Your assignment:
Your answer should consist of the lines in the following data that contain "models".

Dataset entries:
------------------------------------------------------------------------
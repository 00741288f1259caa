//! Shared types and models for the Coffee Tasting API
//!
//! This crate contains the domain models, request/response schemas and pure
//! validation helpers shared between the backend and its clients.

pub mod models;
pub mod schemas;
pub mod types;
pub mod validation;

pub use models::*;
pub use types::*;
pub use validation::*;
------------------------------------------------------------------------
Answer:
//! Shared types and models for the Coffee Tasting API
//! This crate contains the domain models, request/response schemas and pure
pub mod models;
pub use models::*;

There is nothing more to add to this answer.